Technology that can accurately determine the state of a person's vocal apparatus (mouth, tongue, etc.) was developed through joint research between the National Institute of Advanced Industrial Science and Technology (AIST) and PRONTEST INC.. This technology was then used to develop an automated teaching system that can correct the user's pronunciation based on phonetics and English education techniques.
Wanting to improve one's English conversation skills is a natural goal, but it can be difficult to attend English classes regularly, and it is also very challenging to learn on one's own. A number of English learning software systems on the market use voice recognition technology to help overcome potential problems like these. However, the systems that have been developed to this point have only been able to pinpoint certain areas or mistakes and have not been able to provide individualized instruction to the user.
AIST conducts research on highly accurate voice analysis methods, but it was through collaboration with PRONTEST INC. and because of that company's experience with pronunciation correction and knowledge of English phonetics that this system was developed. The system determines the position of the mouth and tongue at the time of pronunciation using voice analysis in order to correct English pronunciation.
Combining knowledge of phonetics and English language instruction with information on the state of the vocal apparatus means that we can now anticipate the creation of learning materials that can be as effective as private lessons.

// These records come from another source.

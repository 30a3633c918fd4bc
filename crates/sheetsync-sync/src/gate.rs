//! "Applying remote data" gate
//!
//! While the coordinator applies an imported sheet, the same setters the UI
//! uses may fire `enqueue`. The gate tells `enqueue` to drop those calls so an
//! import never re-exports what it just applied.

use std::sync::atomic::{AtomicBool, Ordering};
use std::sync::Arc;

/// Two-state gate owned by the coordinator, closed (`false`) at construction
#[derive(Debug, Clone, Default)]
pub struct ApplyGate {
    applying: Arc<AtomicBool>,
}

impl ApplyGate {
    pub fn new() -> Self {
        Self::default()
    }

    /// Returns true while an apply is in progress
    pub fn is_applying(&self) -> bool {
        self.applying.load(Ordering::Acquire)
    }

    /// Opens the gate until the returned guard is dropped
    pub fn enter(&self) -> ApplyGuard {
        self.applying.store(true, Ordering::Release);
        ApplyGuard {
            applying: Arc::clone(&self.applying),
        }
    }
}

/// Closes the gate on drop, including on early return or panic
#[derive(Debug)]
#[must_use = "the gate closes as soon as the guard is dropped"]
pub struct ApplyGuard {
    applying: Arc<AtomicBool>,
}

impl Drop for ApplyGuard {
    fn drop(&mut self) {
        self.applying.store(false, Ordering::Release);
    }
}
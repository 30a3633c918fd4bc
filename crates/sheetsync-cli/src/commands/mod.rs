//! CLI command implementations
//!
//! Every command receives an [`AppContext`]. Commands that run the engine
//! build a [`Session`]: remote store, cabinet and coordinator wired together.

pub mod config;
pub mod pull;
pub mod push;
pub mod run;

use std::collections::BTreeSet;
use std::path::{Path, PathBuf};
use std::sync::Arc;
use std::time::Duration;

use anyhow::{Context, Result};
use sheetsync_core::codec::SnapshotCodec;
use sheetsync_core::config::Config;
use sheetsync_core::domain::{Cabinet, CabinetSnapshot, SheetName};
use sheetsync_core::ports::{AllowAll, IRemoteStore};
use sheetsync_remote::{MemoryRemoteStore, SheetsRemoteStore};
use sheetsync_sync::{CoordinatorSettings, EnqueueOutcome, SyncCoordinator, SyncEvent};
use tokio::sync::mpsc;
use tracing::{debug, info, warn};

use crate::output::OutputFormat;

// ============================================================================
// AppContext
// ============================================================================

/// Global options plus the loaded configuration
#[derive(Debug)]
pub struct AppContext {
    pub config_path: PathBuf,
    pub config: Config,
    /// Why the file at `config_path` could not be used, if it could not
    pub load_error: Option<String>,
    pub offline: bool,
    pub format: OutputFormat,
}

impl AppContext {
    /// Loads the configuration from `path` or the default location
    ///
    /// A missing file at the default location means defaults. A missing
    /// explicit file or an unparsable one is remembered in `load_error` so
    /// `config` subcommands can still report it.
    pub fn load(path: Option<PathBuf>, offline: bool, format: OutputFormat) -> Result<Self> {
        let explicit = path.is_some();
        let config_path = path.unwrap_or_else(Config::default_path);

        let (config, load_error) = if config_path.exists() {
            match Config::load(&config_path) {
                Ok(config) => (config, None),
                Err(e) => (Config::default(), Some(format!("{e:#}"))),
            }
        } else if explicit {
            (
                Config::default(),
                Some(format!(
                    "Configuration file not found: {}",
                    config_path.display()
                )),
            )
        } else {
            (Config::default(), None)
        };

        Ok(Self {
            config_path,
            config,
            load_error,
            offline,
            format,
        })
    }

    /// Configuration for commands that run the engine
    ///
    /// # Errors
    /// Returns an error if the file could not be loaded or fails validation
    pub fn engine_config(&self) -> Result<&Config> {
        if let Some(error) = &self.load_error {
            anyhow::bail!("{error}");
        }
        let errors = self.config.validate();
        if !errors.is_empty() {
            let messages: Vec<String> = errors.iter().map(ToString::to_string).collect();
            anyhow::bail!("Invalid configuration: {}", messages.join("; "));
        }
        if !self.offline && self.config.remote.spreadsheet_id.trim().is_empty() {
            anyhow::bail!(
                "remote.spreadsheet_id is not set in {} (or pass --offline)",
                self.config_path.display()
            );
        }
        Ok(&self.config)
    }
}

// ============================================================================
// Snapshot files
// ============================================================================

/// Reads a cabinet snapshot from a JSON file
pub fn read_snapshot(path: &Path) -> Result<CabinetSnapshot> {
    let content = std::fs::read_to_string(path)
        .with_context(|| format!("Failed to read {}", path.display()))?;
    serde_json::from_str(&content).with_context(|| format!("Failed to parse {}", path.display()))
}

/// Writes a cabinet snapshot as pretty JSON
pub fn write_snapshot(path: &Path, snapshot: &CabinetSnapshot) -> Result<()> {
    if let Some(parent) = path.parent().filter(|p| !p.as_os_str().is_empty()) {
        std::fs::create_dir_all(parent)
            .with_context(|| format!("Failed to create {}", parent.display()))?;
    }
    let json = serde_json::to_string_pretty(snapshot).context("Failed to serialize records")?;
    std::fs::write(path, json).with_context(|| format!("Failed to write {}", path.display()))
}

// ============================================================================
// Session
// ============================================================================

/// A running engine: store, cabinet and coordinator
pub struct Session {
    pub coordinator: SyncCoordinator,
    pub events: mpsc::UnboundedReceiver<SyncEvent>,
    pub cabinet: Arc<Cabinet>,
    pub sheets: Vec<SheetName>,
}

impl Session {
    /// Wires up the adapters and spawns the coordinator
    ///
    /// # Arguments
    /// * `config` - Validated configuration
    /// * `offline` - Use an in-memory store instead of the HTTP adapter
    /// * `snapshot` - Initial local records, if any
    pub fn start(config: &Config, offline: bool, snapshot: Option<CabinetSnapshot>) -> Result<Self> {
        let sheets = config
            .sync
            .sheet_names()
            .context("Invalid sync.sheets entry")?;
        let codec = SnapshotCodec::new(config.sync.include_header);

        // Step 1: Remote store
        let store: Arc<dyn IRemoteStore> = if offline {
            info!("Using in-memory remote store (offline)");
            Arc::new(MemoryRemoteStore::new())
        } else {
            info!(
                base_url = %config.remote.base_url,
                spreadsheet_id = %config.remote.spreadsheet_id,
                "Using spreadsheet REST store"
            );
            Arc::new(
                SheetsRemoteStore::from_config(&config.remote)
                    .context("Failed to create remote store")?,
            )
        };

        // Step 2: Local records
        let cabinet = Arc::new(match snapshot {
            Some(snapshot) => Cabinet::from_snapshot(codec, snapshot),
            None => Cabinet::new(codec),
        });

        // Step 3: Coordinator
        let (coordinator, events) = SyncCoordinator::spawn(
            CoordinatorSettings::from_config(config),
            codec,
            store,
            cabinet.clone(),
            Arc::new(AllowAll),
        );

        Ok(Self {
            coordinator,
            events,
            cabinet,
            sheets,
        })
    }

    /// Encodes every configured sheet from the cabinet and queues it
    ///
    /// # Returns
    /// The sheets that were queued
    pub async fn enqueue_all(&self) -> Result<BTreeSet<SheetName>> {
        let mut queued = BTreeSet::new();
        for sheet in &self.sheets {
            let grid = match self.cabinet.encode_sheet(sheet).await {
                Ok(grid) => grid,
                Err(e) => {
                    warn!(sheet = %sheet, error = %e, "Sheet has no local collection, skipped");
                    continue;
                }
            };
            match self.coordinator.enqueue_grid(sheet.clone(), grid)? {
                EnqueueOutcome::Queued => {
                    debug!(sheet = %sheet, "Queued for export");
                    queued.insert(sheet.clone());
                }
                outcome => warn!(sheet = %sheet, ?outcome, "Sheet not queued"),
            }
        }
        Ok(queued)
    }
}

/// Result of waiting for queued sheets to be exported
#[derive(Debug, Default, PartialEq, Eq)]
pub struct ExportWait {
    pub written: Vec<SheetName>,
    pub failed: Vec<(SheetName, String)>,
    /// Sheets with no outcome before the timeout
    pub pending: Vec<SheetName>,
}

/// Drains events until every sheet in `outstanding` was written or failed
pub async fn wait_for_export(
    events: &mut mpsc::UnboundedReceiver<SyncEvent>,
    mut outstanding: BTreeSet<SheetName>,
    timeout: Duration,
) -> ExportWait {
    let mut result = ExportWait::default();
    let deadline = tokio::time::sleep(timeout);
    tokio::pin!(deadline);

    while !outstanding.is_empty() {
        tokio::select! {
            event = events.recv() => match event {
                Some(SyncEvent::ExportFinished { sheets }) => {
                    for sheet in sheets {
                        if outstanding.remove(&sheet) {
                            result.written.push(sheet);
                        }
                    }
                }
                Some(SyncEvent::ExportFailed { sheets, error }) => {
                    for sheet in sheets {
                        if outstanding.remove(&sheet) {
                            result.failed.push((sheet, error.clone()));
                        }
                    }
                }
                Some(other) => debug!(event = ?other, "Ignoring event while exporting"),
                None => break,
            },
            _ = &mut deadline => {
                warn!(pending = ?outstanding, "Timed out waiting for export");
                break;
            }
        }
    }

    result.pending = outstanding.into_iter().collect();
    result
}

At the many English conversation schools around the country, it is possible to get English instruction, but it is not always possible to get accurate guidance on pronunciation. This is due to the fact that even if the teachers are native speakers of English, they may not have an understanding of phonetics or the theory of English language instruction. Furthermore, while the importance of English conversation education has been recognized at elementary and junior high schools, it is still not possible to expect the children to receive accurate guidance in pronunciation in their school lessons. Some people think that if the children can get the message across, it does not matter if their pronunciation sounds more Japanese than English, but as we have learned from motor theorists, the acquisition of pronunciation skills can also improve listening comprehension. Furthermore, it can give children an increased level of pride in their speaking abilities, which will make them more motivated to learn. Therefore, software that could detect pronunciation and advise the user on how to correct it could be used as a highly effective tool both for learners who study by themselves and as supplementary material in a classroom setting. However, most English learning software that uses audio information technology only shows the user a score or tells the user that a mistake has been made. Since instruction is only given at the phoneme level ("your L sounds like an R" or "make your E like a Japanese 'i'"), and the user is not given specific guidance on how to approximate a correct pronunciation, it has been difficult to prove that these systems have a strong effect on learning.

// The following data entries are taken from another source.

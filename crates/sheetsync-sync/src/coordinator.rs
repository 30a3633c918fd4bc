//! Sync coordinator - state machine arbitrating exports and imports
//!
//! A [`SyncCoordinator`] is a cheap, cloneable handle. The state machine runs
//! on one long-lived task that owns the hash ledger, the backoff state and the
//! debounce/backoff deadline. Network work runs on short-lived worker tasks
//! whose typed results come back over a channel.
//!
//! ## Flow
//!
//! ```text
//! enqueue ──→ DirtyQueue ──→ Dirty ──(debounce)──→ Exporting ──→ Idle
//!                                                     │
//!                                           rate limited / transient
//!                                                     ↓
//!                                                BackoffWait ──(deadline)──→ Exporting
//!
//! import_all ──(when Idle)──→ Importing ──→ hash check ──→ apply (gate open) ──→ Idle
//! ```
//!
//! Only the pending-payload map and the apply gate are shared with callers.

use std::collections::VecDeque;
use std::fmt;
use std::sync::{Arc, Mutex, PoisonError};
use std::time::Duration;

use sheetsync_core::codec::{self, SnapshotCodec};
use sheetsync_core::config::Config;
use sheetsync_core::domain::{Grid, SheetName, SheetRecord};
use sheetsync_core::ports::{ILocalRecords, IPermissionGate, IRemoteStore, RemoteError};
use tokio::sync::{mpsc, oneshot};
use tokio::task::JoinHandle;
use tokio::time::Instant;
use tokio_util::sync::CancellationToken;
use tracing::{debug, error, info, warn};

use crate::backoff::{BackoffPolicy, BackoffState};
use crate::export::{self, ExportOutcome};
use crate::gate::ApplyGate;
use crate::import::{self, ImportFetch, ImportReport};
use crate::janitor::Janitor;
use crate::ledger::HashLedger;
use crate::queue::DirtyQueue;
use crate::SyncError;

// ============================================================================
// Public types
// ============================================================================

/// Timing knobs for the coordinator
#[derive(Debug, Clone, PartialEq, Eq)]
pub struct CoordinatorSettings {
    /// Quiet period after the last edit before exporting
    pub debounce: Duration,
    /// Interval of the janitor pass
    pub janitor_interval: Duration,
    /// Delay before the single retry of a transient failure
    pub transient_retry: Duration,
    /// Rate-limit backoff schedule
    pub backoff: BackoffPolicy,
}

impl Default for CoordinatorSettings {
    fn default() -> Self {
        Self::from_config(&Config::default())
    }
}

impl CoordinatorSettings {
    pub fn from_config(config: &Config) -> Self {
        Self {
            debounce: config.sync.debounce(),
            janitor_interval: config.sync.janitor_interval(),
            transient_retry: config.sync.transient_retry(),
            backoff: BackoffPolicy::from_config(&config.backoff),
        }
    }
}

/// States of the coordinator
#[derive(Debug, Clone, Copy, PartialEq, Eq)]
pub enum CoordinatorState {
    Idle,
    /// Edits pending, debounce timer armed
    Dirty,
    Exporting,
    Importing,
    /// Waiting out a rate limit or the transient retry delay
    BackoffWait,
}

impl fmt::Display for CoordinatorState {
    fn fmt(&self, f: &mut fmt::Formatter<'_>) -> fmt::Result {
        let s = match self {
            CoordinatorState::Idle => "idle",
            CoordinatorState::Dirty => "dirty",
            CoordinatorState::Exporting => "exporting",
            CoordinatorState::Importing => "importing",
            CoordinatorState::BackoffWait => "backoff_wait",
        };
        write!(f, "{s}")
    }
}

/// What `enqueue` did with a mutation
#[derive(Debug, Clone, Copy, PartialEq, Eq)]
pub enum EnqueueOutcome {
    /// Stored; the debounce timer is (re)armed
    Queued,
    /// Dropped because an import is being applied
    Suppressed,
    /// Dropped because the user may not edit
    NotPermitted,
}

/// Notifications for the surrounding application
#[derive(Debug, Clone, PartialEq, Eq)]
pub enum SyncEvent {
    /// These sheets now hold the local content remotely
    ExportFinished { sheets: Vec<SheetName> },
    /// These sheets hit a permanent error; their payloads were dropped
    ExportFailed { sheets: Vec<SheetName>, error: String },
    /// Local collections for these sheets were replaced from the remote
    ImportApplied { sheets: Vec<SheetName> },
    /// An import request failed
    ImportFailed { error: String },
}

// ============================================================================
// Internal messages
// ============================================================================

type ImportReply = oneshot::Sender<Result<ImportReport, SyncError>>;

struct ImportRequest {
    sheets: Vec<SheetName>,
    reply: ImportReply,
}

enum Command {
    Dirty(SheetName),
    Import(ImportRequest),
    Flush,
    JanitorPass,
    State(oneshot::Sender<CoordinatorState>),
}

enum WorkerResult {
    Export(ExportOutcome),
    Import(Result<ImportFetch, RemoteError>),
}

// ============================================================================
// SyncCoordinator handle
// ============================================================================

/// Handle to the coordinator task
#[derive(Clone)]
pub struct SyncCoordinator {
    commands: mpsc::UnboundedSender<Command>,
    pending: Arc<DirtyQueue>,
    gate: ApplyGate,
    permission: Arc<dyn IPermissionGate>,
    codec: SnapshotCodec,
    shutdown: CancellationToken,
    tasks: Arc<Mutex<Vec<JoinHandle<()>>>>,
}

impl fmt::Debug for SyncCoordinator {
    fn fmt(&self, f: &mut fmt::Formatter<'_>) -> fmt::Result {
        f.debug_struct("SyncCoordinator")
            .field("pending", &self.pending.sheets())
            .field("applying", &self.gate.is_applying())
            .field("stopped", &self.shutdown.is_cancelled())
            .finish()
    }
}

impl SyncCoordinator {
    /// Spawns the coordinator and janitor tasks
    ///
    /// Must be called from within a tokio runtime.
    ///
    /// # Arguments
    /// * `settings` - Debounce, janitor, retry and backoff timings
    /// * `codec` - Codec used to encode records passed to [`enqueue`](Self::enqueue)
    /// * `store` - Remote store
    /// * `records` - Local collections imports are applied to
    /// * `permission` - Edit permission consulted on every enqueue
    ///
    /// # Returns
    /// A tuple of `(SyncCoordinator, mpsc::UnboundedReceiver<SyncEvent>)`.
    /// Events are dropped silently if the receiver is dropped.
    pub fn spawn(
        settings: CoordinatorSettings,
        codec: SnapshotCodec,
        store: Arc<dyn IRemoteStore>,
        records: Arc<dyn ILocalRecords>,
        permission: Arc<dyn IPermissionGate>,
    ) -> (Self, mpsc::UnboundedReceiver<SyncEvent>) {
        let (command_tx, command_rx) = mpsc::unbounded_channel();
        let (event_tx, event_rx) = mpsc::unbounded_channel();
        let (result_tx, result_rx) = mpsc::unbounded_channel();
        let pending = Arc::new(DirtyQueue::new());
        let gate = ApplyGate::new();
        let shutdown = CancellationToken::new();

        info!(
            debounce_ms = settings.debounce.as_millis() as u64,
            janitor_secs = settings.janitor_interval.as_secs(),
            transient_retry_ms = settings.transient_retry.as_millis() as u64,
            backoff_initial_secs = settings.backoff.initial().as_secs(),
            backoff_ceiling_secs = settings.backoff.ceiling().as_secs(),
            "Starting sync coordinator"
        );

        let janitor_tx = command_tx.clone();
        let janitor = tokio::spawn(
            Janitor::new(settings.janitor_interval, shutdown.clone())
                .run(move || janitor_tx.send(Command::JanitorPass).is_ok()),
        );

        let actor = CoordinatorActor {
            backoff: BackoffState::new(settings.backoff),
            settings,
            store,
            records,
            pending: Arc::clone(&pending),
            gate: gate.clone(),
            ledger: HashLedger::new(),
            state: CoordinatorState::Idle,
            deadline: None,
            transient_retry_used: false,
            edits_during_import: false,
            waiting_imports: VecDeque::new(),
            active_import: None,
            in_flight: None,
            commands: command_rx,
            results_tx: result_tx,
            results_rx: result_rx,
            events: event_tx,
            shutdown: shutdown.clone(),
        };
        let actor = tokio::spawn(actor.run());

        let handle = Self {
            commands: command_tx,
            pending,
            gate,
            permission,
            codec,
            shutdown,
            tasks: Arc::new(Mutex::new(vec![actor, janitor])),
        };

        (handle, event_rx)
    }

    /// Encodes `records` and queues them as the new content of `sheet`
    ///
    /// Never blocks on I/O. Any unflushed payload for the sheet is replaced.
    ///
    /// # Errors
    /// Returns `SyncError::Stopped` after shutdown
    pub fn enqueue<R: SheetRecord>(
        &self,
        sheet: SheetName,
        records: &[R],
    ) -> Result<EnqueueOutcome, SyncError> {
        if let Some(outcome) = self.refusal(&sheet) {
            return Ok(outcome);
        }
        self.queue(sheet, self.codec.encode(records))
    }

    /// Queues an already encoded grid as the new content of `sheet`
    ///
    /// # Errors
    /// Returns `SyncError::Stopped` after shutdown
    pub fn enqueue_grid(&self, sheet: SheetName, grid: Grid) -> Result<EnqueueOutcome, SyncError> {
        if let Some(outcome) = self.refusal(&sheet) {
            return Ok(outcome);
        }
        self.queue(sheet, grid)
    }

    fn refusal(&self, sheet: &SheetName) -> Option<EnqueueOutcome> {
        if self.gate.is_applying() {
            debug!(sheet = %sheet, "Enqueue suppressed while applying remote data");
            return Some(EnqueueOutcome::Suppressed);
        }
        if !self.permission.can_edit() {
            info!(sheet = %sheet, "Enqueue refused: user cannot edit");
            return Some(EnqueueOutcome::NotPermitted);
        }
        None
    }

    fn queue(&self, sheet: SheetName, grid: Grid) -> Result<EnqueueOutcome, SyncError> {
        if self.shutdown.is_cancelled() {
            return Err(SyncError::Stopped);
        }
        self.pending.put(sheet.clone(), grid);
        self.commands
            .send(Command::Dirty(sheet))
            .map_err(|_| SyncError::Stopped)?;
        Ok(EnqueueOutcome::Queued)
    }

    /// Imports `sheets`, applying only content not already known
    ///
    /// Waits until the coordinator is idle; pending edits are flushed first.
    ///
    /// # Errors
    /// - `SyncError::Remote` if fetching failed (after one retry)
    /// - `SyncError::Apply` if a sheet could not be applied; other sheets in
    ///   the request are still processed
    /// - `SyncError::Stopped` if the coordinator shut down
    pub async fn import_all(&self, sheets: Vec<SheetName>) -> Result<ImportReport, SyncError> {
        let (reply, rx) = oneshot::channel();
        self.commands
            .send(Command::Import(ImportRequest { sheets, reply }))
            .map_err(|_| SyncError::Stopped)?;
        rx.await.map_err(|_| SyncError::Stopped)?
    }

    /// Starts an export now instead of waiting for the debounce timer
    ///
    /// Has no effect while exporting, importing or waiting out a backoff.
    ///
    /// # Errors
    /// Returns `SyncError::Stopped` after shutdown
    pub fn flush(&self) -> Result<(), SyncError> {
        self.commands
            .send(Command::Flush)
            .map_err(|_| SyncError::Stopped)
    }

    /// Current state of the state machine
    ///
    /// # Errors
    /// Returns `SyncError::Stopped` after shutdown
    pub async fn state(&self) -> Result<CoordinatorState, SyncError> {
        let (tx, rx) = oneshot::channel();
        self.commands
            .send(Command::State(tx))
            .map_err(|_| SyncError::Stopped)?;
        rx.await.map_err(|_| SyncError::Stopped)
    }

    /// Sheets with payloads waiting to be exported
    pub fn pending_sheets(&self) -> Vec<SheetName> {
        self.pending.sheets()
    }

    /// The gate that is open while imported data is being applied
    pub fn apply_gate(&self) -> &ApplyGate {
        &self.gate
    }

    /// Stops the coordinator and janitor and waits for them to finish
    ///
    /// Pending payloads are dropped. Safe to call more than once.
    pub async fn shutdown(&self) {
        self.shutdown.cancel();
        let tasks: Vec<JoinHandle<()>> = std::mem::take(
            &mut *self.tasks.lock().unwrap_or_else(PoisonError::into_inner),
        );
        for task in tasks {
            if let Err(e) = task.await {
                warn!(error = %e, "Sync task ended abnormally");
            }
        }
    }
}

In November 2003, PRONTEST INC. (which was called Bears Communications at the time) started to think of ways to use its understanding of and experience with pronunciation training in the English conversation classroom to create software that would systematize this training. They discussed the possibility of creating such technology with Tsukuba Center Inc. Since AIST has a long history of doing research on phonetic analysis methods and the characteristics of articulation, an industry, academia, and government liaison coordinator at AIST proposed creating a link between the two organizations. Collaborative research on and development of this project started in July 2004, funded by a grant from PRONTEST INC..
The research was conducted by collecting a large number of English pronunciation samples and carrying out detailed investigations into the characteristics of speech analysis from the perspective of pronunciation correction. From this, the researchers were able to develop technology that can automatically determine the state of the vocal apparatus (shape of mouth, position of tongue) from the user's English utterance. Traditional methods that use voice recognition technology are based on the phoneme, so they were only able to give information about which sounds the user's utterance are closest to. The current system adds information on the characteristics of articulation, such as whether the tongue is touching the roof of the mouth or whether the lips are rounded enough. Building a recognition model based on these characteristics made it possible to determine the specific state of the vocal apparatus during speech. Using this idea, an English pronunciation correction system prototype was developed that can provide specific advice based on the student's pronunciation (e.g. try rounding your lips more; don't open your rounded lips too quickly; your jaw seems to be moving too much; it seems like air is escaping from your nose). This system combines knowledge of phonetics and language instruction with techniques for teaching pronunciation and has the added characteristic of being able to determine the state of the vocal apparatus. Students will now be able to use this software on their own computers to receive individual instruction equivalent to that provided by a skilled instructor. With systems like these in place, we can anticipate the creation of even more effective materials for language study in the future.